WHAT YOU NEED TO DO:
From the line that contains "filename crates/vigil-core/src/page.rs" through the line that contains "let total_count = items.len();", output every line of the listing below exactly and leave out all the rest.

SUPPLIED RECORDS:
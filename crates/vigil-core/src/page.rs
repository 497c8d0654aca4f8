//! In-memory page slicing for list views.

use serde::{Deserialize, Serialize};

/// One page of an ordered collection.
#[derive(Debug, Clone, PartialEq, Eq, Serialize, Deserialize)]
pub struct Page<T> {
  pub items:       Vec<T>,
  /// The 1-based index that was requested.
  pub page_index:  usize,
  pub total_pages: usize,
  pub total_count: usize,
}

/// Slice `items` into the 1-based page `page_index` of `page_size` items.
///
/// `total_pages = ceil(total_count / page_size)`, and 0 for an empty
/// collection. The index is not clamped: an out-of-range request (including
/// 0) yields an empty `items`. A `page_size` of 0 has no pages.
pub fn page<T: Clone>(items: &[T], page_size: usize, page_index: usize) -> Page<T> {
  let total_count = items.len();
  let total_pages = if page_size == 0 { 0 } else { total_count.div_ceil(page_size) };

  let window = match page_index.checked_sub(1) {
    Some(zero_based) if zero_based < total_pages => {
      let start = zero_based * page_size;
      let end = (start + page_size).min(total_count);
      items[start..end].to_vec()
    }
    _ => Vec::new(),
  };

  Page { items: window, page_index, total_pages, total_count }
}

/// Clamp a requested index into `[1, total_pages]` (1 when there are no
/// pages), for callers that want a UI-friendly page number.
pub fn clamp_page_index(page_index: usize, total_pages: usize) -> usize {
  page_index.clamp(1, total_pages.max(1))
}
...
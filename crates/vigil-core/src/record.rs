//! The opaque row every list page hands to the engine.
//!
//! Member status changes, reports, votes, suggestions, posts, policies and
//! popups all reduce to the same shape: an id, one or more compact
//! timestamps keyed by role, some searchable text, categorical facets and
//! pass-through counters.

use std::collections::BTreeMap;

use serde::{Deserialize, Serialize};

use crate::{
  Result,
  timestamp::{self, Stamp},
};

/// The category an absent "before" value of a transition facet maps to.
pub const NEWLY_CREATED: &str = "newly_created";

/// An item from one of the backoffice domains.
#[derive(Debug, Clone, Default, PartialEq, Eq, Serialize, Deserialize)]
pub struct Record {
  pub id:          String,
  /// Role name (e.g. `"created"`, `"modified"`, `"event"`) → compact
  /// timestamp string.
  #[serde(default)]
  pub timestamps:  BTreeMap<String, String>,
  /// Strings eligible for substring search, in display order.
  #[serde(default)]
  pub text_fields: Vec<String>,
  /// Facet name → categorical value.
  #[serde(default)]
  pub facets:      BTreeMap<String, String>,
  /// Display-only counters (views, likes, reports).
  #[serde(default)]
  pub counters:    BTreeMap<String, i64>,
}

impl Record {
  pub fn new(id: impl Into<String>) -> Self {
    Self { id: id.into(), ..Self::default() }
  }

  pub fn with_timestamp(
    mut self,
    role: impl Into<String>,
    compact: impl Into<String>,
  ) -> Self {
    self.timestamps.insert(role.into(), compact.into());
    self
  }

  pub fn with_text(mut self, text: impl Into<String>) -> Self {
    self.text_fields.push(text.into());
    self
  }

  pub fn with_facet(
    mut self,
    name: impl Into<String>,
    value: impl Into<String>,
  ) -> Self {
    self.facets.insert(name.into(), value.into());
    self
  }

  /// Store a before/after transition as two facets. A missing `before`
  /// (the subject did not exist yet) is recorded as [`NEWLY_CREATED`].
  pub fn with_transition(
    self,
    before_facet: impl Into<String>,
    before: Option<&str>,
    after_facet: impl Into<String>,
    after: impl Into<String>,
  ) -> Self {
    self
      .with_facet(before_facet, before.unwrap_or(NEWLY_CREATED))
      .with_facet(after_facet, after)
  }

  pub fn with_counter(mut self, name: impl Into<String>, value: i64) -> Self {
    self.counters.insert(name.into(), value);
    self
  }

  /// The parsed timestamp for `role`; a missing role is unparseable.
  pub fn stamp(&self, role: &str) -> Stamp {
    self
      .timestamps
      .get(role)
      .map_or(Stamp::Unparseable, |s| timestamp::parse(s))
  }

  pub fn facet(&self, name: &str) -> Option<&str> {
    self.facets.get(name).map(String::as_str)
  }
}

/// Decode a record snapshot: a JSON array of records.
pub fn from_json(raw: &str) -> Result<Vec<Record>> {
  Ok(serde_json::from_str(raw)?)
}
==
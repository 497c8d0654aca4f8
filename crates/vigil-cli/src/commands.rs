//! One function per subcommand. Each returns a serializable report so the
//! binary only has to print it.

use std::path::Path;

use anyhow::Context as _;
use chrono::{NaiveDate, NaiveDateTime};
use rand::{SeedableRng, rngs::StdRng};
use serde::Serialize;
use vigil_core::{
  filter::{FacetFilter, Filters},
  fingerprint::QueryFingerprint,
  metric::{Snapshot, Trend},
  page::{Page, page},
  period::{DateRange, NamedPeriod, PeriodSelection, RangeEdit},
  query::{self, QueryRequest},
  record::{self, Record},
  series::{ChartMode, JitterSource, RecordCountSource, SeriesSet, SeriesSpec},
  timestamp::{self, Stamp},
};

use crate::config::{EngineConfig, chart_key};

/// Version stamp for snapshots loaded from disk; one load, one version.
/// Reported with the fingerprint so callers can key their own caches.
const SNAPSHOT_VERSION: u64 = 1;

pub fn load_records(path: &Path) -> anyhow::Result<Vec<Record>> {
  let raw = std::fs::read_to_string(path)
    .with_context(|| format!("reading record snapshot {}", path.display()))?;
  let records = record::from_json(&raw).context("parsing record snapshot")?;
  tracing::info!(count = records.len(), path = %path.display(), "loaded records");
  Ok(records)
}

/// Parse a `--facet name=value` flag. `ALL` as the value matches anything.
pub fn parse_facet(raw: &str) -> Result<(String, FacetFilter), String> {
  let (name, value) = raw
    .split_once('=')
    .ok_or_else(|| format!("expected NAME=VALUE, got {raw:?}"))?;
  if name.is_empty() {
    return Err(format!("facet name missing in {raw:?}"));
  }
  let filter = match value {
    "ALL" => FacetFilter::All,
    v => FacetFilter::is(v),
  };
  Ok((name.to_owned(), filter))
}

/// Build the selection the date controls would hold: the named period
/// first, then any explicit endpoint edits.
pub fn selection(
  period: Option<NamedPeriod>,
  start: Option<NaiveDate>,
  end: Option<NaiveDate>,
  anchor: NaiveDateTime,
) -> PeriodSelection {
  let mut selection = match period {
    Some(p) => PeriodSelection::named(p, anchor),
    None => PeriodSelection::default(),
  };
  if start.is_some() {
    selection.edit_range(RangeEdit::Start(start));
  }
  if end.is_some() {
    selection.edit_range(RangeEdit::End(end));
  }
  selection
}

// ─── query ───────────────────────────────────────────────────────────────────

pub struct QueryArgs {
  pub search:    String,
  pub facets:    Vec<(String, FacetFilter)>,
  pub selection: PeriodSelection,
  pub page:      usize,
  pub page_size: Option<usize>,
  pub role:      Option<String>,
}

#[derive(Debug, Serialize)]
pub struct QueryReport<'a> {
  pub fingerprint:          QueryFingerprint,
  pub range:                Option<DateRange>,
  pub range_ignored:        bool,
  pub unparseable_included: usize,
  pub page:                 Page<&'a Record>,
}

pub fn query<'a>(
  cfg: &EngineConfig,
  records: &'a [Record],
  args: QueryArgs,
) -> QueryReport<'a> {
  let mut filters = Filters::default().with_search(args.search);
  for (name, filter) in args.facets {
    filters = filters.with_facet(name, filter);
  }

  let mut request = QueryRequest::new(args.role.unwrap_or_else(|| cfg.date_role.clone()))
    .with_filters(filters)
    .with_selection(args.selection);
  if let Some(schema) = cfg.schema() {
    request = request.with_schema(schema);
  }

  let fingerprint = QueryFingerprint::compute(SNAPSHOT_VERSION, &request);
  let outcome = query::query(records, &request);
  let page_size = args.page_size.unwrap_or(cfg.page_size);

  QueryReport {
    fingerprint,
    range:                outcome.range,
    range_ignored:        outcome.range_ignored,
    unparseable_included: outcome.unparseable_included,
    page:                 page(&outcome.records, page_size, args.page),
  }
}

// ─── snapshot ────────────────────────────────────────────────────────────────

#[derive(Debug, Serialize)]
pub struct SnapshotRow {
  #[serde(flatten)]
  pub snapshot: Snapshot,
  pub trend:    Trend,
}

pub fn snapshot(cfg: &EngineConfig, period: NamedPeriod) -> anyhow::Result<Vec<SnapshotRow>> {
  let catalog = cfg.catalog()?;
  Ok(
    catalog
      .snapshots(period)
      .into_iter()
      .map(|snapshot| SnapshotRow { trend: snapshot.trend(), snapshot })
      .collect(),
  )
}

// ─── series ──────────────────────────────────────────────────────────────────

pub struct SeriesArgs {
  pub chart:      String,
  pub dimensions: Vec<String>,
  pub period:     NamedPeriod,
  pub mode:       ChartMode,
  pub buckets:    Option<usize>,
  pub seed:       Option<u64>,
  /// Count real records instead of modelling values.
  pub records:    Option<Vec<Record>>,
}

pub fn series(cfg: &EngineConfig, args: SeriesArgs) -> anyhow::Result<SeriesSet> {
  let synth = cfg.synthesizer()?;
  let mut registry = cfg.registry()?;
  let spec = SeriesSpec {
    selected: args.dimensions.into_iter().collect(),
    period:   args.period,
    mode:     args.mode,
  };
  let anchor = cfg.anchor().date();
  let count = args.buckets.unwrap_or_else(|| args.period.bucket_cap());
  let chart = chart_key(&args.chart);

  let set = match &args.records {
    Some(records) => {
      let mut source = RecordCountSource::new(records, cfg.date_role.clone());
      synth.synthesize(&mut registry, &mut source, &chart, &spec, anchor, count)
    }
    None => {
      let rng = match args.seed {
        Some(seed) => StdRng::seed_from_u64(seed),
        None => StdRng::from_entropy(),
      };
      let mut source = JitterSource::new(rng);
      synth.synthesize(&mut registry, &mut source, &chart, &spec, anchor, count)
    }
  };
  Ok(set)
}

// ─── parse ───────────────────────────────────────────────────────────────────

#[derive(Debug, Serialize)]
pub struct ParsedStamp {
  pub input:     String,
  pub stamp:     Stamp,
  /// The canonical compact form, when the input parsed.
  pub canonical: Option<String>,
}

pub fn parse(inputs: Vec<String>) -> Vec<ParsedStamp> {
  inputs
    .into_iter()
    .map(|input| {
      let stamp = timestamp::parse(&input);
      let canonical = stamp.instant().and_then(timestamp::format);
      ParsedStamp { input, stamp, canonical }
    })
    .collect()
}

EXERCISE RESULT:
filename crates/vigil-core/src/page.rs
repository 497c8d0654aca4f8
//! In-memory page slicing for list views.

use serde::{Deserialize, Serialize};

/// One page of an ordered collection.
#[derive(Debug, Clone, PartialEq, Eq, Serialize, Deserialize)]
pub struct Page<T> {
  pub items:       Vec<T>,
  /// The 1-based index that was requested.
  pub page_index:  usize,
  pub total_pages: usize,
  pub total_count: usize,
}

/// Slice `items` into the 1-based page `page_index` of `page_size` items.
///
/// `total_pages = ceil(total_count / page_size)`, and 0 for an empty
/// collection. The index is not clamped: an out-of-range request (including
/// 0) yields an empty `items`. A `page_size` of 0 has no pages.
pub fn page<T: Clone>(items: &[T], page_size: usize, page_index: usize) -> Page<T> {
  let total_count = items.len();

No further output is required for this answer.